Contester les projets liés aux combustibles fossiles qui menacent la santé des populations

L’exposition aux substances toxiques n’est pas un phénomène isolé : elle est intégrée dans l’infrastructure canadienne des combustibles fossiles, du début à la fin.

L’ACME s’est jointe aux organisations autochtones, environnementales et de santé pour s’opposer aux directives fédérales qui autoriseraient le rejet après traitement des résidus de sables bitumineux dans les cours d’eau. Plusieurs voix influentes issues des communautés autochtones, ainsi que des médecins, ont fait valoir que le déversement de résidus miniers sans étude approfondie était inacceptable, une position relayée par la CBC dans ses reportages nationaux.

Entre les rassemblements pacifiques organisés par la Première Nation crie de Mikisew et la publication, en septembre dernier, du communiqué de presse de l’ACME mettant les gouvernements au défi de prouver que le développement du GNL est sans danger, le message est resté le même : les populations ne doivent pas servir de cobayes pour tester les risques industriels. La protection de la santé doit primer. La crise de pollution toxique est un enjeu de santé publique que nous ne pouvons pas ignorer.

Identifier les personnes les plus exposées : une question centrale pour la justice environnementale et l’équité en matière de santé

L’exposition aux substances toxiques n’est pas répartie de manière uniforme, tout comme ses effets sur la santé.

C’est pourquoi la justice environnementale et l’équité en matière de santé vont de pair.

En décembre, l’ACME s’est jointe à une large coalition regroupant des organisations spécialisées dans le droit, la santé et l’environnement afin de soumettre une contribution officielle auprès de Environnement et Changement climatique Canada visant à faire progresser la justice environnementale. Au niveau national, nous avons également cosigné une déclaration commune, soutenue par 51 organisations, appelant à l’élaboration d’une stratégie forte pour lutter contre le racisme environnemental.

Pour les médecins, ce travail relie directement la réalité clinique à la politique : le lieu de vie des personnes reste un facteur déterminant en matière d’exposition toxique et de risque de maladie.

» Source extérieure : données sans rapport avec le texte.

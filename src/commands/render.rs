//! `render` - print the Nagios vhost, or diff it against the one on disk

use anyhow::Result;
use declarative::{FileSystem, TemplateRenderer};
use hostkit::LocalFs;

use crate::Context;
use crate::cli::RenderArgs;
use crate::engine::differ::display_text_diff;
use crate::recipe::{self, VHOST_SITE};
use crate::vhost::{TEMPLATE_ID, VhostTemplates};

pub fn run(ctx: &Context, args: &RenderArgs) -> Result<()> {
    let attrs = ctx.load_attributes()?;
    let content =
        VhostTemplates::new()?.render(TEMPLATE_ID, &recipe::template_variables(&attrs))?;

    if !args.diff {
        print!("{content}");
        return Ok(());
    }

    let path = recipe::available_site(&attrs, VHOST_SITE);
    let current = LocalFs::new(&args.root).read(&path)?.unwrap_or_default();
    display_text_diff(&path.display().to_string(), &current, &content);
    Ok(())
}
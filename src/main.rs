mod attributes;
mod auth;
mod cli;
mod commands;
mod engine;
mod paths;
mod recipe;
mod ui;
mod vhost;

use anyhow::Result;
use attributes::HostAttributes;
use clap::{CommandFactory, Parser};
use clap_complete::generate;
use cli::{Cli, Command};
use hostkit::PlatformFamily;
use std::io;
use std::path::PathBuf;

/// Global context for the application
pub struct Context {
    pub verbose: u8,
    pub quiet: bool,
    pub attributes: Option<String>,
    pub platform: Option<PlatformFamily>,
}

impl Context {
    /// Attributes file from the command line, else the one in the config directory
    pub fn attributes_file(&self) -> Result<Option<PathBuf>> {
        match &self.attributes {
            Some(path) => Ok(Some(paths::expand(path))),
            None => paths::default_attributes_file(),
        }
    }

    pub fn load_attributes(&self) -> Result<HostAttributes> {
        let file = self.attributes_file()?;
        if let Some(path) = &file {
            log::info!("Loading attributes from {}", path.display());
        }
        Ok(HostAttributes::load(file.as_deref(), self.platform)?)
    }
}

fn main() -> Result<()> {
    let cli = Cli::parse();

    // Initialize logging based on verbosity
    let log_level = match cli.verbose {
        0 => log::LevelFilter::Warn,
        1 => log::LevelFilter::Info,
        2 => log::LevelFilter::Debug,
        _ => log::LevelFilter::Trace,
    };

    env_logger::Builder::new()
        .filter_level(if cli.quiet {
            log::LevelFilter::Error
        } else {
            log_level
        })
        .format_timestamp(None)
        .init();

    let ctx = Context {
        verbose: cli.verbose,
        quiet: cli.quiet,
        attributes: cli.attributes,
        platform: cli.platform,
    };

    match cli.command {
        Command::Plan(args) => commands::plan::run(&ctx, &args),
        Command::Apply(args) => commands::apply::run(&ctx, &args),
        Command::Render(args) => commands::render::run(&ctx, &args),
        Command::Check => commands::check::run(&ctx),
        Command::Completions { shell } => {
            let mut cmd = Cli::command();
            generate(shell, &mut cmd, "nagios-nginx", &mut io::stdout());
            Ok(())
        }
    }
}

Bâtir collectivement la résistance pour protéger l’eau, les territoires et la santé contre les changements climatiques et la pollution toxique issue des combustibles fossiles

En mars prochain, le pouvoir citoyen occupera le devant de la scène. Dans le cadre de notre projet Résistance locale aux énergies fossiles, notre responsable de la campagne sur l’extraction des combustibles fossiles, Dakota Norris, se joindra à des leaders communautaires, des gardien(ne)s du savoir, des scientifiques, des expert(e)s juridiques et des défenseurs du territoire pour aborder la crise croissante des résidus miniers et les menaces qui pèsent sur l’eau. Organisée par la Première Nation crie de Mikisew et le groupe Keepers of the Water, cette rencontre sera l’occasion d’apprendre et de partager des stratégies et des idées d’actions collectives fondées sur l’expérience vécue et le leadership autochtone.

Appel à mobilisation : cartographier les risques d’exposition aux substances toxiques afin qu’aucune population ne soit laissée pour compte

La Canadian Coalition for Environmental and Climate Justice a pris l’initiative de dresser un tableau national des communautés vivant à proximité d’industries polluantes et d’usines chimiques toxiques. Un travail qui repose sur les connaissances locales des médecins, des militant(e)s et des partenaires communautaires.